В серой зоне - Адриан Оуэн
Шрифт:
Интервал:
Я знал, что у меня десять минут, пока лаборант настраивает аппарат. И лежа там, в темноте, я начал размышлять. Внутри сканера я находился много раз. На самом деле я побывал внутри многих сканеров задолго до того, как узнал, что они станут столь важной частью моей жизни. В четырнадцать лет мне диагностировали болезнь Ходжкина. Почти два года я переходил от сканера к сканеру: побывал в МРТ, КТ, мне делали и ультразвуковое исследование, и рентген – я повидал множество диагностических приборов. В 1981 году каждый день в течение семи недель по несколько минут я проводил в линейном ускорителе, огромной машине, которая заполняла целую комнату и била мне в грудь всплесками лучевой терапии. Тогда эти машины меня пугали, несмотря на ту роль, которую они, несомненно, сыграли в моем лечении и конечном выздоровлении. Наверное, странно, что я выбрал профессию, связанную с работой на сканерах.

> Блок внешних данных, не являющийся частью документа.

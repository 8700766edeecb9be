use tracing::trace;
use crate::address::Address;
use crate::config::Layout;
use crate::error::{Error, Result};
use crate::replacement_policies::{Block, ReplacementPolicy};
use crate::selector::IndexingPattern;

/// A set-associative cache whose set index comes from an arbitrary indexing pattern, parameterised
/// by a replacement policy
///
/// Every block lives in one flat vector, set `s` occupying the `associativity` slots starting at
/// `s * associativity`. Blocks have no relationship to each other beyond their slot, so nothing
/// more elaborate is needed
#[derive(Debug)]
pub struct Cache<R: ReplacementPolicy> {
    pattern: IndexingPattern,
    tag_bits: usize,
    address_bits: usize,
    associativity: usize,
    set_count: usize,
    blocks: Vec<Block>,
    replacement_policy: R,
}

impl<R: ReplacementPolicy> Cache<R> {
    /// Creates an empty cache
    ///
    /// Fails if the pattern references a position outside the address, or could produce a set
    /// index beyond the last set
    ///
    /// # Arguments
    ///
    /// * `layout`: The derived layout of the geometry
    /// * `set_count`: The number of sets
    /// * `associativity`: Blocks per set
    /// * `pattern`: The index function
    /// * `policy`: The replacement policy
    ///
    /// returns: Result<Cache<R>, Error>
    pub fn new(layout: &Layout, set_count: u64, associativity: u64, pattern: IndexingPattern, policy: R) -> Result<Self> {
        if let Some(position) = pattern.positions().iter().find(|p| **p >= layout.address_bits) {
            return Err(Error::InvalidGeometry(format!(
                "index bit {position} is outside a {} bit address",
                layout.address_bits
            )));
        }
        if pattern.reachable_sets() > set_count as u128 {
            return Err(Error::InvalidGeometry(format!(
                "{} index bits address {} sets but only {set_count} are configured",
                pattern.len(),
                pattern.reachable_sets()
            )));
        }
        let blocks = set_count
            .checked_mul(associativity)
            .and_then(|b| usize::try_from(b).ok())
            .ok_or_else(|| Error::InvalidGeometry(format!("{set_count} sets of {associativity} blocks is too large")))?;
        Ok(Self {
            pattern,
            tag_bits: layout.tag_bits,
            address_bits: layout.address_bits,
            associativity: associativity as usize,
            set_count: set_count as usize,
            blocks: vec![Block::default(); blocks],
            replacement_policy: policy,
        })
    }

    /// Converts an address into its set and tag
    #[inline]
    pub fn address_to_set_and_tag(&self, address: &Address) -> (usize, u64) {
        (self.pattern.set_index(address) as usize, address.tag_of(self.tag_bits))
    }

    /// Reads the block for an address, returning true on a hit and false on a miss
    ///
    /// On both hits and misses the replacement policy sees every slot of the set, and a miss
    /// installs the block
    pub fn read_and_update_line(&mut self, address: &Address) -> Result<bool> {
        if address.len() != self.address_bits {
            return Err(Error::MalformedAddress {
                address: address.to_string(),
                reason: format!("expected {} bits, found {}", self.address_bits, address.len()),
            });
        }
        let (set, tag) = self.address_to_set_and_tag(address);
        let lower_bound = set * self.associativity;
        let slots = &mut self.blocks[lower_bound..lower_bound + self.associativity];
        self.replacement_policy.begin_access();
        let mut hit = false;
        // Every slot is visited even after a hit, the others still age
        for (slot, block) in slots.iter_mut().enumerate() {
            if block.holds(tag) {
                hit = true;
                self.replacement_policy.update_on_hit(block);
            } else {
                self.replacement_policy.update_on_pass(slot, block);
            }
        }
        if !hit {
            let slot = self.replacement_policy.replace(slots, tag);
            trace!(set, slot, tag, "Installed block");
        }
        Ok(hit)
    }

    /// The blocks of one set, in slot order
    pub fn set(&self, set: usize) -> &[Block] {
        let lower_bound = set * self.associativity;
        &self.blocks[lower_bound..lower_bound + self.associativity]
    }

    pub fn set_count(&self) -> usize {
        self.set_count
    }

    pub fn pattern(&self) -> &IndexingPattern {
        &self.pattern
    }

    /// Gets the number of slots which have never been filled. Useful for analysing how well the
    /// index function spreads the trace
    pub fn get_uninitialised_line_count(&self) -> usize {
        self.blocks.iter().filter(|b| !b.valid).count()
    }
}
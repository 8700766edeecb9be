//! # NoioLib
//!
//! NoioLib is a library for learning a cache index function from a memory trace, and simulating a
//! set-associative cache which uses it
//!
//! The pipeline has three stages. Bit statistics score every address bit as a candidate index bit,
//! near-optimal index ordering greedily picks the index bits from those scores, and the simulator
//! replays the trace against a cache indexed by the chosen bits
//!
//! Each stage takes its inputs by reference and returns an owned value, so stages can be run and
//! inspected on their own as well as through [`report::Report::generate`]

/// Bit string utilities for addresses as they appear in a trace
pub mod address;

/// Contains the implementation of the cache store
pub mod cache;

/// Contains the cache geometry, its derived layout, and the parsers for the configuration formats
pub mod config;

/// The error type shared by the whole pipeline
pub mod error;

/// File reading helpers for geometry and trace files
pub mod io;

/// Contains the replacement policy used by the cache, with a trait for implementing others
pub mod replacement_policies;

/// Runs the whole pipeline and renders its results
pub mod report;

/// Contains the index function selectors
pub mod selector;

/// Contains the simulator used to replay a trace with a given indexing pattern
pub mod simulator;

/// Quality and correlation statistics over the bits of a trace
pub mod statistics;

/// The reference trace and its text format
pub mod trace;

#[cfg(test)]
mod test;

/// Contains synthetic trace generators for tests and benchmarks.
pub mod util;

pub use error::{Error, Result};
use serde::Serialize;
use tracing::{debug, error, trace};
use crate::config::Layout;
use crate::error::{Error, Result};
use crate::trace::Trace;

/// Ratio of the smaller count to the larger, 0 when both are 0
///
/// # Examples
///
/// ```
/// use noiolib::statistics::balance;
/// assert_eq!(balance(2, 2), 1.0);
/// assert_eq!(balance(1, 3), balance(3, 1));
/// assert_eq!(balance(0, 5), 0.0);
/// assert_eq!(balance(0, 0), 0.0);
/// ```
pub fn balance(a: u64, b: u64) -> f64 {
    let (low, high) = if a < b { (a, b) } else { (b, a) };
    if high == 0 {
        0.0
    } else {
        low as f64 / high as f64
    }
}

/// Zero and one counts for every bit position over a trace
#[derive(Debug, Clone, PartialEq, Eq, Serialize)]
pub struct BitCounts {
    zeros: Vec<u64>,
    ones: Vec<u64>,
}

impl BitCounts {
    /// Counts the first `com_bits` positions of every address in the trace
    ///
    /// # Panics
    ///
    /// If an address is narrower than `com_bits`. [`BitStatistics::from_trace`] checks the widths
    pub fn count(trace: &Trace, com_bits: usize) -> Self {
        let mut ones = vec![0u64; com_bits];
        for address in trace.iter() {
            debug_assert!(address.len() >= com_bits);
            for (position, count) in ones.iter_mut().enumerate() {
                if address.bit(position) {
                    *count += 1;
                }
            }
        }
        let total = trace.len() as u64;
        Self {
            zeros: ones.iter().map(|o| total - o).collect(),
            ones,
        }
    }

    pub fn zeros(&self, position: usize) -> u64 {
        self.zeros[position]
    }

    pub fn ones(&self, position: usize) -> u64 {
        self.ones[position]
    }

    pub fn len(&self) -> usize {
        self.ones.len()
    }

    pub fn is_empty(&self) -> bool {
        self.ones.is_empty()
    }
}

/// Per position suitability as an index bit, in [0, 1]
///
/// 1 means the bit splits the trace exactly in half, 0 means it never changes
#[derive(Debug, Clone, PartialEq, Serialize)]
pub struct QualityVector {
    scores: Vec<f64>,
}

impl QualityVector {
    pub fn compute(trace: &Trace, com_bits: usize) -> Self {
        Self::from_counts(&BitCounts::count(trace, com_bits))
    }

    pub fn from_counts(counts: &BitCounts) -> Self {
        Self {
            scores: counts.zeros.iter().zip(&counts.ones).map(|(z, o)| balance(*z, *o)).collect(),
        }
    }

    /// Wraps precomputed scores, mostly useful for exercising the selector directly
    pub fn from_scores(scores: Vec<f64>) -> Self {
        Self { scores }
    }

    pub fn score(&self, position: usize) -> f64 {
        self.scores[position]
    }

    pub fn scores(&self) -> &[f64] {
        &self.scores
    }

    pub fn len(&self) -> usize {
        self.scores.len()
    }

    pub fn is_empty(&self) -> bool {
        self.scores.is_empty()
    }
}

/// Pairwise agreement between bit positions, stored as a dense square matrix
///
/// Symmetric, with a zero diagonal. 0 means one bit determines the other (they are always equal,
/// or always opposite), 1 means they agree on exactly half of the trace
#[derive(Debug, Clone, PartialEq, Serialize)]
pub struct CorrelationMatrix {
    size: usize,
    scores: Vec<f64>,
}

impl CorrelationMatrix {
    /// # Panics
    ///
    /// If an address is narrower than `com_bits`
    pub fn compute(trace: &Trace, com_bits: usize) -> Self {
        // Only the upper triangle is counted, the disagreements are whatever isn't an agreement
        let mut agreements = vec![0u64; com_bits * com_bits];
        for address in trace.iter() {
            debug_assert!(address.len() >= com_bits);
            let bits = &address.as_str().as_bytes()[..com_bits];
            for i in 0..com_bits {
                for j in i + 1..com_bits {
                    if bits[i] == bits[j] {
                        agreements[i * com_bits + j] += 1;
                    }
                }
            }
        }
        let total = trace.len() as u64;
        Self::from_fn(com_bits, |i, j| {
            let equal = agreements[i * com_bits + j];
            balance(equal, total - equal)
        })
    }

    /// Builds a matrix from a function over the upper triangle (`i < j`)
    ///
    /// The lower triangle mirrors it and the diagonal is always 0
    pub fn from_fn(size: usize, mut f: impl FnMut(usize, usize) -> f64) -> Self {
        let mut scores = vec![0.0; size * size];
        for i in 0..size {
            for j in i + 1..size {
                let score = f(i, j);
                scores[i * size + j] = score;
                scores[j * size + i] = score;
            }
        }
        Self { size, scores }
    }

    pub fn get(&self, i: usize, j: usize) -> f64 {
        self.scores[i * self.size + j]
    }

    pub fn size(&self) -> usize {
        self.size
    }
}

/// Everything the selector needs to know about a trace
#[derive(Debug, Clone, PartialEq, Serialize)]
pub struct BitStatistics {
    pub counts: BitCounts,
    pub quality: QualityVector,
    pub correlation: CorrelationMatrix,
}

impl BitStatistics {
    /// Scores every candidate position of `layout` over the whole trace
    ///
    /// Fails with [`Error::MalformedAddress`] if any address isn't `layout.address_bits` wide
    pub fn from_trace(trace: &Trace, layout: &Layout) -> Result<Self> {
        if let Some(address) = trace.iter().find(|a| a.len() != layout.address_bits) {
            error!(%address, address_bits = layout.address_bits, "Reference doesn't match the address width");
            return Err(Error::MalformedAddress {
                address: address.to_string(),
                reason: format!("expected {} bits, found {}", layout.address_bits, address.len()),
            });
        }
        let counts = BitCounts::count(trace, layout.com_bits);
        let quality = QualityVector::from_counts(&counts);
        let correlation = CorrelationMatrix::compute(trace, layout.com_bits);
        debug!(references = trace.len(), positions = layout.com_bits, "Computed bit statistics");
        trace!(quality = ?quality.scores(), "Quality per position");
        Ok(Self {
            counts,
            quality,
            correlation,
        })
    }
}
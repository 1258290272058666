use std::thread;
use std::time::Duration;

use anyhow::{Context, Result};
use clap::{Parser, Subcommand};

use easylog::config::load_dotenv;
use easylog::{LogLevel, Loggable, LoggerOptions, ProgressOptions};

#[derive(Parser)]
#[command(name = "easylog")]
#[command(about = "Emit log lines and progress bars configured from LOG_* environment variables")]
#[command(version)]
struct Cli {
    /// Logger name shown in every line
    #[arg(short, long, default_value = "easylog")]
    name: String,

    /// Console threshold, overriding LOG_LEVEL_CONSOLE
    #[arg(long)]
    console_level: Option<LogLevel>,

    /// Log file, overriding LOG_FILE
    #[arg(long)]
    log_file: Option<String>,

    #[command(subcommand)]
    command: Commands,
}

#[derive(Subcommand)]
enum Commands {
    /// Log one message
    Emit {
        /// DEBUG, INFO, WARNING, ERROR or CRITICAL
        level: LogLevel,
        message: String,
    },

    /// Print the resolved configuration as TOML
    Config,

    /// Run a progress bar over a dummy workload
    Progress {
        #[arg(long, default_value_t = 20)]
        count: u64,

        /// Level whose color fills the bar
        #[arg(long, default_value = "DEBUG")]
        level: LogLevel,

        /// Custom indicatif template
        #[arg(long)]
        bar_format: Option<String>,

        #[arg(long)]
        desc: Option<String>,
    },
}

fn main() -> Result<()> {
    let cli = Cli::parse();

    load_dotenv();

    let mut options = LoggerOptions::new();
    if let Some(level) = cli.console_level {
        options = options.log_level_console(level);
    }
    if let Some(path) = &cli.log_file {
        options = options.log_file(Some(path));
    }

    let log = Loggable::new(&cli.name, &options).context("Failed to set up logger")?;

    match cli.command {
        Commands::Emit { level, message } => log.log().log(level, message),
        Commands::Config => {
            let text = toml::to_string_pretty(log.logging_options())
                .context("Failed to render configuration")?;
            print!("{text}");
        }
        Commands::Progress {
            count,
            level,
            bar_format,
            desc,
        } => {
            let mut progress = ProgressOptions::new();
            if let Some(format) = bar_format {
                progress = progress.bar_format(format);
            }
            if let Some(desc) = desc {
                progress = progress.desc(desc);
            }

            for step in Loggable::progress(0..count, level, progress)? {
                thread::sleep(Duration::from_millis(50));
                log.debug(format!("step {step} done"));
            }
            log.info(format!("{count} steps finished"));
        }
    }

    Ok(())
}
use std::env;
use std::fmt;
use std::path::PathBuf;

use tracing::debug;

use crate::config::LoggerConfig;
use crate::error::{LogError, Result};
use crate::level::LogLevel;

/// Environment variable configuration constants
pub struct EnvVars;

impl EnvVars {
    pub const LOG_FILE: &'static str = "LOG_FILE";
    pub const LOG_LEVEL_FILE: &'static str = "LOG_LEVEL_FILE";
    pub const LOG_LEVEL_CONSOLE: &'static str = "LOG_LEVEL_CONSOLE";
    pub const LOG_COLOR_FILE: &'static str = "LOG_COLOR_FILE";
    pub const LOG_COLOR_CONSOLE: &'static str = "LOG_COLOR_CONSOLE";
    pub const LOG_TIME_IN_FORMATTER: &'static str = "LOG_TIME_IN_FORMATTER";
}

/// Option name, environment variable, default when the variable is unset.
const ENV_OPTIONS: [(&str, &str, Option<&str>); 6] = [
    ("log_file", EnvVars::LOG_FILE, None),
    ("log_level_file", EnvVars::LOG_LEVEL_FILE, Some("DEBUG")),
    ("log_level_console", EnvVars::LOG_LEVEL_CONSOLE, Some("INFO")),
    ("color_file", EnvVars::LOG_COLOR_FILE, Some("false")),
    ("color_console", EnvVars::LOG_COLOR_CONSOLE, Some("true")),
    ("time_in_formatter", EnvVars::LOG_TIME_IN_FORMATTER, Some("true")),
];

/// A coerced option value, before it is assigned to a typed config field.
#[derive(Debug, Clone, PartialEq, Eq)]
pub enum OptionValue {
    Absent,
    Bool(bool),
    Level(LogLevel),
    Text(String),
}

impl fmt::Display for OptionValue {
    fn fmt(&self, f: &mut fmt::Formatter<'_>) -> fmt::Result {
        match self {
            OptionValue::Absent => f.write_str("<unset>"),
            OptionValue::Bool(flag) => write!(f, "{flag}"),
            OptionValue::Level(level) => write!(f, "{level}"),
            OptionValue::Text(text) => f.write_str(text),
        }
    }
}

impl From<bool> for OptionValue {
    fn from(flag: bool) -> Self {
        OptionValue::Bool(flag)
    }
}

impl From<LogLevel> for OptionValue {
    fn from(level: LogLevel) -> Self {
        OptionValue::Level(level)
    }
}

impl From<&str> for OptionValue {
    fn from(text: &str) -> Self {
        OptionValue::Text(text.to_string())
    }
}

impl From<String> for OptionValue {
    fn from(text: String) -> Self {
        OptionValue::Text(text)
    }
}

/// Coerce a raw string for the named option.
///
/// Options whose name contains `log_level` must hold a level name.
/// Anything else equal to `true`/`false` (any case) becomes a boolean; all
/// other strings pass through untouched.
pub fn coerce(option: &str, raw: Option<&str>) -> Result<OptionValue> {
    let Some(raw) = raw else {
        return Ok(OptionValue::Absent);
    };

    if option.to_lowercase().contains("log_level") {
        return Ok(OptionValue::Level(raw.parse()?));
    }

    Ok(match raw.to_lowercase().as_str() {
        "true" => OptionValue::Bool(true),
        "false" => OptionValue::Bool(false),
        _ => OptionValue::Text(raw.to_string()),
    })
}

/// Read one variable from the process environment.
fn env_lookup(var_name: &str) -> Result<Option<String>> {
    match env::var(var_name) {
        Ok(value) => Ok(Some(value)),
        Err(env::VarError::NotPresent) => Ok(None),
        Err(env::VarError::NotUnicode(raw)) => Err(LogError::InvalidOption {
            option: var_name.to_string(),
            value: raw.to_string_lossy().into_owned(),
        }),
    }
}

/// Resolve every option to its coerced value using `lookup` for variables.
pub fn resolve_values_with<F>(mut lookup: F) -> Result<Vec<(&'static str, OptionValue)>>
where
    F: FnMut(&str) -> Result<Option<String>>,
{
    ENV_OPTIONS
        .iter()
        .map(|&(option, var_name, default)| {
            let raw = lookup(var_name)?;
            let raw = raw.as_deref().or(default);
            Ok((option, coerce(option, raw)?))
        })
        .collect()
}

/// Build a [`LoggerConfig`] from variables supplied by `lookup`.
pub fn resolve_with<F>(lookup: F) -> Result<LoggerConfig>
where
    F: FnMut(&str) -> Result<Option<String>>,
{
    let mut config = LoggerConfig::default();
    for (option, value) in resolve_values_with(lookup)? {
        config.set(option, value)?;
    }
    Ok(config)
}

/// Build a [`LoggerConfig`] from the process environment.
///
/// Reads the environment on every call; nothing is cached, so loggers built
/// later see later changes.
pub fn resolve() -> Result<LoggerConfig> {
    resolve_with(env_lookup)
}

/// Load a `.env` file into the process environment, if one can be found.
pub fn load_dotenv() -> Option<PathBuf> {
    match dotenvy::dotenv() {
        Ok(path) => {
            debug!("Loaded environment from {}", path.display());
            Some(path)
        }
        Err(_) => None,
    }
}
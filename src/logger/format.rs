use std::fmt;

use chrono::Local;
use tracing::{Event, Subscriber};
use tracing_subscriber::fmt::format::Writer;
use tracing_subscriber::fmt::{FmtContext, FormatEvent, FormatFields};
use tracing_subscriber::registry::LookupSpan;

use crate::level::LogLevel;

const TIMESTAMP_FORMAT: &str = "%Y-%m-%d %H:%M:%S,%3f";

/// Line layout of one sink: `[time  ]LEVEL:NAME:   MESSAGE`, optionally
/// painted in the level's color.
#[derive(Debug, Clone)]
pub(crate) struct LineFormat {
    name: String,
    time: bool,
    color: bool,
}

impl LineFormat {
    pub(crate) fn new(name: &str, time: bool, color: bool) -> Self {
        Self {
            name: name.to_string(),
            time,
            color,
        }
    }

    pub(crate) fn render(&self, level: LogLevel, message: &str, timestamp: Option<&str>) -> String {
        let mut line = String::new();
        if let Some(timestamp) = timestamp {
            line.push_str(timestamp);
            line.push_str("  ");
        }
        line.push_str(&format!("{}:{}:   {}", level, self.name, message));

        if self.color {
            level.style().apply_to(line).to_string()
        } else {
            line
        }
    }
}

impl<S, N> FormatEvent<S, N> for LineFormat
where
    S: Subscriber + for<'a> LookupSpan<'a>,
    N: for<'a> FormatFields<'a> + 'static,
{
    fn format_event(
        &self,
        ctx: &FmtContext<'_, S, N>,
        mut writer: Writer<'_>,
        event: &Event<'_>,
    ) -> fmt::Result {
        let Some(level) = LogLevel::from_metadata(event.metadata()) else {
            return Ok(());
        };

        let mut message = String::new();
        ctx.format_fields(Writer::new(&mut message), event)?;

        let timestamp = self
            .time
            .then(|| Local::now().format(TIMESTAMP_FORMAT).to_string());

        writeln!(writer, "{}", self.render(level, &message, timestamp.as_deref()))
    }
}

#[cfg(test)]
mod tests {
    use super::*;

    #[test]
    fn test_plain_line() {
        let format = LineFormat::new("app", false, false);
        assert_eq!(
            format.render(LogLevel::Warning, "disk almost full", None),
            "WARNING:app:   disk almost full"
        );
    }

    #[test]
    fn test_timestamp_prefix() {
        let format = LineFormat::new("app", true, false);
        assert_eq!(
            format.render(LogLevel::Info, "ready", Some("2024-01-02 03:04:05,678")),
            "2024-01-02 03:04:05,678  INFO:app:   ready"
        );
    }

    #[test]
    fn test_colored_line_wraps_whole_line() {
        let format = LineFormat::new("app", false, true);
        let line = format.render(LogLevel::Critical, "down", None);

        let expected = LogLevel::Critical
            .style()
            .apply_to("CRITICAL:app:   down")
            .to_string();
        assert_eq!(line, expected);
        assert!(line.starts_with('\u{1b}'));
        assert!(line.ends_with("\u{1b}[0m"));
    }

    #[test]
    fn test_timestamp_layout() {
        let stamp = Local::now().format(TIMESTAMP_FORMAT).to_string();
        // e.g. 2024-01-02 03:04:05,678
        assert_eq!(stamp.len(), 23);
        assert_eq!(&stamp[19..20], ",");
    }
}
//! Utility modules for common functionality
//!
//! - `progress`: progress bars whose fill is colored by log level

pub mod progress;
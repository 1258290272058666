//! Error handling for easylog
//!
//! Every fallible operation in the crate returns [`LogError`]. Construction
//! failures (bad level names, unwritable log files) surface immediately; plain
//! logging calls never fail.

use std::path::PathBuf;
use thiserror::Error;

#[derive(Error, Debug)]
pub enum LogError {
    #[error("Unknown log level: '{0}' (expected one of DEBUG, INFO, WARNING, ERROR, CRITICAL)")]
    UnknownLevel(String),

    #[error("Cannot open log file {path}: {source}")]
    SinkInit {
        path: PathBuf,
        #[source]
        source: std::io::Error,
    },

    #[error("Invalid value for {option}: {value}")]
    InvalidOption { option: String, value: String },

    #[error("Unknown logging option: {0}")]
    UnknownOption(String),

    #[error("Invalid progress bar format: {0}")]
    ProgressTemplate(String),

    #[error("Failed to install global logger: {0}")]
    GlobalInit(String),
}

impl From<indicatif::style::TemplateError> for LogError {
    fn from(err: indicatif::style::TemplateError) -> Self {
        LogError::ProgressTemplate(err.to_string())
    }
}

impl From<tracing::dispatcher::SetGlobalDefaultError> for LogError {
    fn from(err: tracing::dispatcher::SetGlobalDefaultError) -> Self {
        LogError::GlobalInit(err.to_string())
    }
}

pub type Result<T> = std::result::Result<T, LogError>;
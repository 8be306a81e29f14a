//! Service lifecycle — status machine, hooks and health reporting.
//!
//! - **status** — the [`Status`] enum.
//! - **service** — [`Service`] hooks and the locked [`ManagedService`] wrapper.
//! - **health** — live [`ServiceHealth`] reports and the probe [`HealthRegistry`].

pub mod health;
pub mod service;
pub mod status;

pub use health::{HealthRegistry, HealthReporter, ProbeResult, ServiceHealth};
pub use service::{HookFuture, InitArgs, MIN_PROBE_INTERVAL, ManagedService, Service, ServiceRecord};
pub use status::Status;
//! Lifecycle status of a managed service.

use std::fmt;

use serde::{Deserialize, Serialize};

/// Position of a service in its lifecycle state machine.
///
/// ```text
/// Uninitialized → Initializing → Initialized → Starting → Running → Stopping → Stopped
///                      ↘              ↘            ↘           ↘
///                                          Error
/// ```
#[derive(Debug, Clone, Copy, Default, PartialEq, Eq, Hash, Serialize, Deserialize)]
#[serde(rename_all = "lowercase")]
pub enum Status {
    #[default]
    Uninitialized,
    Initializing,
    Initialized,
    Starting,
    Running,
    Stopping,
    Stopped,
    Error,
}

impl Status {
    pub fn as_str(&self) -> &'static str {
        match self {
            Status::Uninitialized => "uninitialized",
            Status::Initializing => "initializing",
            Status::Initialized => "initialized",
            Status::Starting => "starting",
            Status::Running => "running",
            Status::Stopping => "stopping",
            Status::Stopped => "stopped",
            Status::Error => "error",
        }
    }
}

impl fmt::Display for Status {
    fn fmt(&self, f: &mut fmt::Formatter<'_>) -> fmt::Result {
        f.write_str(self.as_str())
    }
}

Болезнь Ходжкина сейчас вполне излечима, тогда же было совсем иначе. Не помню, думал ли я, что умру, однако в памяти осталось ощущение, будто я умираю. Помимо лучевой терапии я проходил и курсы химиотерапии. Наконец наступила ремиссия. А потом болезнь вернулась, и все началось снова – инъекции, таблетки и рвота. Я думал, это никогда не закончится. У меня выпали волосы, я похудел почти вдвое и порой хотел свернуться калачиком и умереть. Некоторые из моих друзей так и сделали. В конце концов, моя двенадцатиперстная кишка – часть тонкого кишечника сразу за желудком – устала от лекарств и просто отключилась. Боль была невыносимой. Мне выписали «Петидин» – опиоид вроде героина и морфия.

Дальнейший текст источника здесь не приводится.